> _Required work_
From the data below, set down exactly the lines between the one holding "and count apply." and the one holding "-> Result<Json<BookingOutcome>, AppError>", inclusive, and no others.

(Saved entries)
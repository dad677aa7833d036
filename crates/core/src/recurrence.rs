use chrono::{Months, NaiveDate};

use crate::models::{appointment::SlotRequest, contract::ScheduleRule, template::{DAYS_IN_WEEK, weekday_index}};

/// Horizon used when a contract has neither an end date nor a count.
pub const DEFAULT_HORIZON_MONTHS: u32 = 12;

/// Expands weekly rules into concrete `(date, start)` requests, ordered by date
/// then time.
///
/// * `end` bounds the dates (inclusive).
/// * `count` truncates the result.
/// * With neither, expansion stops one year after `start`.
///
/// Nothing here checks availability; the requests go to the booking ledger.
pub fn expand(
    rules: &[ScheduleRule],
    start: NaiveDate,
    end: Option<NaiveDate>,
    count: Option<u32>,
) -> Vec<SlotRequest> {
    if rules.is_empty() || count == Some(0) {
        return Vec::new();
    }
    let horizon = match (end, count) {
        (Some(end), _) => Some(end),
        (None, Some(_)) => None,
        (None, None) => start.checked_add_months(Months::new(DEFAULT_HORIZON_MONTHS)),
    };

    let mut ordered: Vec<ScheduleRule> = rules
        .iter()
        .copied()
        .filter(|rule| rule.weekday < DAYS_IN_WEEK)
        .collect();
    if ordered.is_empty() {
        return Vec::new();
    }
    ordered.sort_by_key(|rule| (rule.time, rule.weekday));
    ordered.dedup();

    let limit = count.map(|count| count as usize).unwrap_or(usize::MAX);
    let mut requests = Vec::new();
    for date in start.iter_days() {
        if horizon.is_some_and(|horizon| date > horizon) || requests.len() >= limit {
            break;
        }
        let weekday = weekday_index(date);
        for rule in ordered.iter().filter(|rule| rule.weekday == weekday) {
            if requests.len() >= limit {
                break;
            }
            requests.push(SlotRequest {
                date,
                start: rule.time,
            });
        }
    }
    requests
}
use std::sync::Arc;

use agenda_core::{
    models::{
        appointment::BookingOutcome,
        contract::{
            ActivateContractRequest, Contract, EndContractRequest, EndContractResponse,
            SignContractResponse, UpsertContractRequest,
        },
    },
    services::contracts,
};
use axum::{
    Json,
    extract::{Path, State},
};
use chrono::Utc;
use uuid::Uuid;

use crate::{ApiState, middleware::error_handling::AppError};

#[axum::debug_handler]
pub async fn upsert_contract(
    State(state): State<Arc<ApiState>>,
    Path(contract_id): Path<Uuid>,
    Json(payload): Json<UpsertContractRequest>,
) -> Result<Json<Contract>, AppError> {
    let contract = contracts::upsert(state.store.as_ref(), contract_id, payload).await?;
    Ok(Json(contract))
}

/// Body is optional; without one the contract's own dates and count apply.
#[axum::debug_handler]
pub async fn activate_contract(
    State(state): State<Arc<ApiState>>,
    Path(contract_id): Path<Uuid>,
    payload: Option<Json<ActivateContractRequest>>,
) -> Result<Json<BookingOutcome>, AppError> {
    let request = payload.map(|Json(request)| request).unwrap_or_default();
    let outcome = contracts::activate(state.store.as_ref(), contract_id, request, Utc::now()).await?;
    Ok(Json(outcome))
}

#[axum::debug_handler]
pub async fn sign_contract(
    State(state): State<Arc<ApiState>>,
    Path(contract_id): Path<Uuid>,
) -> Result<Json<SignContractResponse>, AppError> {
    let signed = contracts::mark_signed(state.store.as_ref(), contract_id, Utc::now()).await?;
    Ok(Json(signed))
}

#[axum::debug_handler]
pub async fn end_contract(
    State(state): State<Arc<ApiState>>,
    Path(contract_id): Path<Uuid>,
    Json(payload): Json<EndContractRequest>,
) -> Result<Json<EndContractResponse>, AppError> {
    let ended = contracts::end(state.store.as_ref(), contract_id, payload.end_date, Utc::now()).await?;
    Ok(Json(ended))
}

> _Problem solution_
/// Body is optional; without one the contract's own dates and count apply.
#[axum::debug_handler]
pub async fn activate_contract(
    State(state): State<Arc<ApiState>>,
    Path(contract_id): Path<Uuid>,
    payload: Option<Json<ActivateContractRequest>>,
) -> Result<Json<BookingOutcome>, AppError> {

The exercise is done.